Eric Kim, co-chair of Stand with Asian Americans’ Catalyst Fund for Justice, said “the fact that Drue is willing to donate 100% of the proceeds to go towards the AAPI community is really, really meaningful. I think it’s also a beautiful expression of blockchain technology.”

Kim, who is also co-founder and managing partner of venture firm Goodwater Capital, added, “I’ve been searching for the best product market fit of the blockchain and through this project — digital art being captured, codified, securitized in non-fungible tokens, and then being utilized for the community, launched on Clubhouse even, and auctioned through a platform like Nifty Gateway — it is one of the best applications of blockchain I’ve ever seen and an amazing coordination of multiple consumer tech platforms.”

About one-minute long, “In the Club: #StopAsianHate” features an image of a Clubhouse room superimposed over a gold-colored background. User photos have been removed and a series of shifting shapes, sculpted by Kataoka in virtual reality, can be seen through the remaining spaces. At the same time, chanting from a recent street protest is played, overlaid on a recording of Kataoka’s own heartbeat. At the end, the sounds fade into wind, symbolizing air, or qi, chi, ki or prana, a vital force in many Asian cultures.

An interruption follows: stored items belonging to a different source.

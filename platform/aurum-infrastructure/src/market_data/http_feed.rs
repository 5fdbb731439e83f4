use aurum_domain::repositories::quote_source::{FetchError, QuoteSource, RawQuote};
use reqwest::blocking::Client;
use serde::Deserialize;
use std::time::{Duration, Instant};

#[derive(Debug, Deserialize)]
struct FeedResponse {
    data: Vec<FeedItem>,
}

#[derive(Debug, Deserialize)]
#[serde(rename_all = "camelCase")]
struct FeedItem {
    market_product_id: i32,
    #[serde(default)]
    updated_at: Option<serde_json::Value>,
    customer_buys_at: f64,
    customer_sells_at: f64,
}

/// Polls `GET <url>` and decodes `{ "data": [...] }` into raw quotes.
/// Each request is bounded by `timeout`.
pub struct HttpQuoteSource {
    url: String,
    timeout: Duration,
    client: Client,
}

impl HttpQuoteSource {
    pub fn new(url: String, timeout: Duration) -> Result<Self, String> {
        if url.trim().is_empty() {
            return Err("quote feed url is empty".to_string());
        }
        let client = Client::builder()
            .timeout(timeout)
            .pool_idle_timeout(Duration::from_secs(90))
            .build()
            .map_err(|err| format!("failed to build http client: {err}"))?;
        Ok(Self {
            url,
            timeout,
            client,
        })
    }

    pub fn url(&self) -> &str {
        &self.url
    }
}

impl QuoteSource for HttpQuoteSource {
    fn fetch_batch(&self) -> Result<Vec<RawQuote>, FetchError> {
        let span = tracing::info_span!(
            "infra.http_feed.fetch",
            url = %self.url,
            timeout_ms = self.timeout.as_millis() as u64
        );
        let _enter = span.enter();
        let start = Instant::now();

        let result = self
            .client
            .get(&self.url)
            .send()
            .map_err(|err| {
                let kind = if err.is_timeout() { "timeout" } else { "transport" };
                metrics::counter!("aurum.infra.http_feed.errors_total", "kind" => kind)
                    .increment(1);
                FetchError::Transport(err.to_string())
            })
            .and_then(|response| {
                let status = response.status();
                if !status.is_success() {
                    metrics::counter!("aurum.infra.http_feed.errors_total", "kind" => "status")
                        .increment(1);
                    return Err(FetchError::Status(status.as_u16()));
                }
                response.text().map_err(|err| {
                    metrics::counter!("aurum.infra.http_feed.errors_total", "kind" => "body")
                        .increment(1);
                    FetchError::Transport(format!("failed to read body: {err}"))
                })
            })
            .and_then(|body| decode_batch(&body));

        metrics::histogram!("aurum.infra.http_feed.fetch_ms")
            .record(start.elapsed().as_secs_f64() * 1000.0);
        match &result {
            Ok(batch) => tracing::debug!(records = batch.len(), "fetched quote batch"),
            Err(err) => tracing::warn!(error = %err, "quote fetch failed"),
        }
        result
    }
}

pub fn decode_batch(body: &str) -> Result<Vec<RawQuote>, FetchError> {
    let payload: FeedResponse = serde_json::from_str(body).map_err(|err| {
        metrics::counter!("aurum.infra.http_feed.errors_total", "kind" => "decode").increment(1);
        FetchError::Decode(err.to_string())
    })?;
    Ok(payload
        .data
        .into_iter()
        .map(|item| RawQuote {
            product_id: item.market_product_id,
            updated_at: timestamp_text(item.updated_at),
            buy_price: item.customer_buys_at,
            sell_price: item.customer_sells_at,
        })
        .collect())
}

/// Non-string `updatedAt` values become empty text, which normalizes to the
/// sentinel timestamp for that row only.
fn timestamp_text(value: Option<serde_json::Value>) -> String {
    match value {
        Some(serde_json::Value::String(text)) => text,
        _ => String::new(),
    }
}
use aurum_domain::repositories::quote_source::{FetchError, QuoteSource, RawQuote};
use aurum_domain::repositories::quote_store::QuoteStore;
use aurum_domain::services::timestamps::{normalize_observed_at, TimestampLayout};
use aurum_domain::value_objects::quote::Quote;
use serde::Serialize;
use std::sync::Arc;
use std::time::Instant;

/// Outcome of one fetch-normalize-persist pass.
#[derive(Debug, Clone, Default, PartialEq, Eq, Serialize)]
pub struct CycleReport {
    pub fetched: usize,
    pub attempted: usize,
    pub inserted: usize,
    pub failed: usize,
    pub dropped: usize,
    pub timestamp_fallbacks: usize,
}

/// The only writer of the quote store. Each call to [`IngestionService::run_cycle`]
/// persists at most `batch_cap` records, one independent insert per record.
pub struct IngestionService {
    source: Arc<dyn QuoteSource>,
    store: Arc<dyn QuoteStore>,
    batch_cap: usize,
    layout: TimestampLayout,
}

impl IngestionService {
    pub fn new(
        source: Arc<dyn QuoteSource>,
        store: Arc<dyn QuoteStore>,
        batch_cap: usize,
        layout: TimestampLayout,
    ) -> Result<Self, String> {
        if batch_cap == 0 {
            return Err("batch_cap must be > 0".to_string());
        }
        Ok(Self {
            source,
            store,
            batch_cap,
            layout,
        })
    }

    pub fn batch_cap(&self) -> usize {
        self.batch_cap
    }

    pub fn run_cycle(&self) -> Result<CycleReport, FetchError> {
        let span = tracing::info_span!(
            "app.ingest.cycle",
            batch_cap = self.batch_cap,
            layout = self.layout.as_str()
        );
        let _enter = span.enter();
        let start = Instant::now();

        let batch = match self.source.fetch_batch() {
            Ok(batch) => batch,
            Err(err) => {
                metrics::counter!("aurum.ingest.cycles_total", "result" => "fetch_err")
                    .increment(1);
                tracing::warn!(error = %err, "quote fetch failed; skipping cycle");
                return Err(err);
            }
        };

        let mut report = CycleReport {
            fetched: batch.len(),
            ..CycleReport::default()
        };

        for raw in batch.into_iter().take(self.batch_cap) {
            report.attempted += 1;
            let (quote, fallback) = match self.normalize(&raw) {
                Ok(normalized) => normalized,
                Err(err) => {
                    report.failed += 1;
                    metrics::counter!("aurum.ingest.inserts_total", "result" => "invalid")
                        .increment(1);
                    tracing::warn!(product_id = raw.product_id, error = %err, "rejected quote");
                    continue;
                }
            };
            if fallback {
                report.timestamp_fallbacks += 1;
            }

            match self.store.insert(&quote) {
                Ok(()) => {
                    report.inserted += 1;
                    metrics::counter!("aurum.ingest.inserts_total", "result" => "ok").increment(1);
                }
                Err(err) => {
                    report.failed += 1;
                    metrics::counter!("aurum.ingest.inserts_total", "result" => "err")
                        .increment(1);
                    tracing::warn!(
                        product_id = quote.product_id,
                        observed_at = %quote.observed_at,
                        error = %err,
                        "quote insert failed"
                    );
                }
            }
        }
        report.dropped = report.fetched - report.attempted;

        metrics::counter!("aurum.ingest.cycles_total", "result" => "ok").increment(1);
        metrics::counter!("aurum.ingest.records_dropped_total").increment(report.dropped as u64);
        metrics::histogram!("aurum.ingest.cycle_ms")
            .record(start.elapsed().as_secs_f64() * 1000.0);
        tracing::info!(
            fetched = report.fetched,
            attempted = report.attempted,
            inserted = report.inserted,
            failed = report.failed,
            dropped = report.dropped,
            timestamp_fallbacks = report.timestamp_fallbacks,
            "ingestion cycle complete"
        );
        Ok(report)
    }

    fn normalize(&self, raw: &RawQuote) -> Result<(Quote, bool), String> {
        let (observed_at, fallback) = normalize_observed_at(&raw.updated_at, self.layout);
        if fallback {
            tracing::warn!(
                product_id = raw.product_id,
                updated_at = %raw.updated_at,
                "unparseable upstream timestamp; using sentinel"
            );
        }
        let quote = Quote::from_f64(raw.product_id, observed_at, raw.buy_price, raw.sell_price)?;
        Ok((quote, fallback))
    }
}

#[cfg(test)]
mod tests {
    use super::IngestionService;
    use aurum_domain::entities::product::Product;
    use aurum_domain::repositories::quote_source::{FetchError, QuoteSource, RawQuote};
    use aurum_domain::repositories::quote_store::{QuoteStore, StoreError};
    use aurum_domain::services::timestamps::TimestampLayout;
    use aurum_domain::value_objects::quote::{ProductId, Quote};
    use std::sync::Arc;

    struct EmptySource;

    impl QuoteSource for EmptySource {
        fn fetch_batch(&self) -> Result<Vec<RawQuote>, FetchError> {
            Ok(Vec::new())
        }
    }

    struct NullStore;

    impl QuoteStore for NullStore {
        fn ensure_schema(&self, _catalog: &[Product]) -> Result<(), StoreError> {
            Ok(())
        }
        fn insert(&self, _quote: &Quote) -> Result<(), StoreError> {
            Ok(())
        }
        fn latest_quote(&self, product_id: ProductId) -> Result<Quote, StoreError> {
            Err(StoreError::NotFound(product_id))
        }
    }

    #[test]
    fn zero_batch_cap_is_rejected() {
        let result = IngestionService::new(
            Arc::new(EmptySource),
            Arc::new(NullStore),
            0,
            TimestampLayout::Auto,
        );
        assert!(result.is_err());
    }

    #[test]
    fn empty_batch_produces_empty_report() {
        let service = IngestionService::new(
            Arc::new(EmptySource),
            Arc::new(NullStore),
            8,
            TimestampLayout::Auto,
        )
        .unwrap();
        let report = service.run_cycle().unwrap();
        assert_eq!(report, super::CycleReport::default());
    }
}
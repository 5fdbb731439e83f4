use aurum_application::config::{Config, DbBackend};
use aurum_application::context::AppContext;
use aurum_domain::repositories::quote_store::QuoteStore;
use aurum_infrastructure::market_data::http_feed::HttpQuoteSource;
use aurum_infrastructure::persistence::memory::InMemoryQuoteStore;
use aurum_infrastructure::persistence::postgres_quotes::PostgresQuoteStore;
use std::env;
use std::path::PathBuf;
use std::sync::Arc;

pub const CONFIG_ENV: &str = "AURUM_CONFIG";

pub fn resolve_config_path(cli_path: Option<PathBuf>) -> Result<PathBuf, String> {
    cli_path
        .or_else(|| {
            env::var(CONFIG_ENV)
                .ok()
                .filter(|v| !v.trim().is_empty())
                .map(PathBuf::from)
        })
        .ok_or_else(|| format!("missing --config and env {CONFIG_ENV} is not set"))
}

/// Builds the store and feed adapters. Must run outside the async runtime:
/// the Postgres pool and the blocking HTTP client own their own I/O threads.
pub fn build_context(config: Config) -> Result<AppContext, String> {
    let store = build_store(&config)?;
    let source = HttpQuoteSource::new(config.source.url.clone(), config.source_timeout())?;
    tracing::info!(
        backend = ?config.db_backend(),
        feed_url = %source.url(),
        batch_cap = config.batch_cap(),
        interval_secs = config.ingest_interval().as_secs(),
        timestamp_layout = config.timestamp_layout().as_str(),
        "context ready"
    );
    Ok(AppContext::new(config, store, Arc::new(source)))
}

fn build_store(config: &Config) -> Result<Arc<dyn QuoteStore>, String> {
    match config.db_backend() {
        DbBackend::Postgres => {
            let db_url = config.resolve_db_url()?;
            let store = PostgresQuoteStore::new(
                db_url,
                config.quotes_table().to_string(),
                config.products_table().to_string(),
                config.pool_max_size(),
            )?;
            Ok(Arc::new(store))
        }
        DbBackend::Memory => {
            tracing::warn!("using in-memory quote store; quotes are lost on restart");
            Ok(Arc::new(InMemoryQuoteStore::new()))
        }
    }
}

#[cfg(test)]
mod tests {
    use super::{build_context, resolve_config_path};
    use aurum_application::config::parse_config;
    use std::path::PathBuf;

    #[test]
    fn resolve_config_path_prefers_cli_flag() {
        let path = resolve_config_path(Some(PathBuf::from("custom.toml"))).unwrap();
        assert_eq!(path, PathBuf::from("custom.toml"));
    }

    #[test]
    fn build_context_with_memory_backend() {
        let config = parse_config(
            r#"
[source]
url = "http://127.0.0.1:1/feed"

[db]
backend = "memory"

[[catalog]]
id = 1
name = "Gram"
"#,
        )
        .unwrap();
        let context = build_context(config).expect("context");
        context.ensure_schema().expect("schema");
        assert!(context.price_service().quote(1, 1.into(), 1.into()).is_err());
    }

    #[test]
    fn invalid_table_is_rejected_at_config_load() {
        let err = parse_config(
            r#"
[source]
url = "http://127.0.0.1:1/feed"

[db]
url = "postgres://aurum@127.0.0.1:1/aurum"
quotes_table = "quotes;drop"
"#,
        )
        .expect_err("invalid table");
        assert!(err.contains("invalid db.quotes_table"));
    }
}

“It’s a tribute to all of the activists and community members who have really put a lot of belief and faith into this movement and who were speaking out about these issues very early on. One of the things that I feel is disturbing is that mainstream media has either turned a blind eye or sugarcoated a lot of the hate crimes going on in our community and a lot of big issues for the Asian American community,” said Kataoka. “With Clubhouse, it’s completely unfiltered and uncensored, and very early on, last year in 2020, I was hosting and listening to those conversations. We were having serious conversations that really started to take off and gather momentum synergistically with Twitter, that some of the mainstream news outlets were not interested in at the time.”

Kim said the Catalyst Fund for Justice will use a data-driven approach to finding grant recipients. Initially, it will focus on reducing hate crimes and supporting victims; workplace discrimination; the lack of Asian American representation in politics; and supporting underfunded nonprofits. Some goals include introducing more Asian American history into educational curriculums, understanding how workplace bias prevents more Asian Americans from being promoted into leadership roles and increasing the number of Asian Americans in civic organizations.

After the Atlanta shootings, Kim began working with venture capitalists, including his co-founder at Goodwater Chi-Hua Chien, GGV managing partner Hans Tung and Lightspeed Venture partner Jeremy Liew, raising $5 million from a collective of leading VCs to donate to AAPI organizations.

“Coming out of that heightened awareness and activation, business leaders, entrepreneurs and investors started thinking, how can we do this more systematically and apply our professional skill sets to this movement,” Kim said.

Stand with Asian Americans was the result of these types of discussions, and at the end of March, the coalition outlined its mission in a full-page Wall Street Journal ad co-signed by business and political leaders including Zoom founder and CEO Eric Yuan, YouTube co-founder Steve Chen, Yahoo co-founder Jerry Wang, Stitch Fix co-founder and CEO Katrina Lake and former governor of Washington and United States Secretary of Commerce Gary Locke. Stand with Asian Americans is partnered with the Asian Pacific Fund, one of the Bay Area’s most tenured AAPI nonprofits, and launched the Catalyst Fund for Justice as its grant-making arm to harness the power of what is now nearly 8,000 signatories and over 100 dedicated volunteers.

In a statement, Asian Pacific Fund president and executive director Audrey Yamamoto said, “Drue Kataoka’s generous donation of her Genesis NFT drop means the world to the AAPI community as we continue to live in fear of violence and hate every time we leave our homes. The Catalyst Fund for Justice will tap into new sources of funding and use a data-driven approach to make grants that truly move the needle on addressing the greatest injustices faced by our AAPI community.”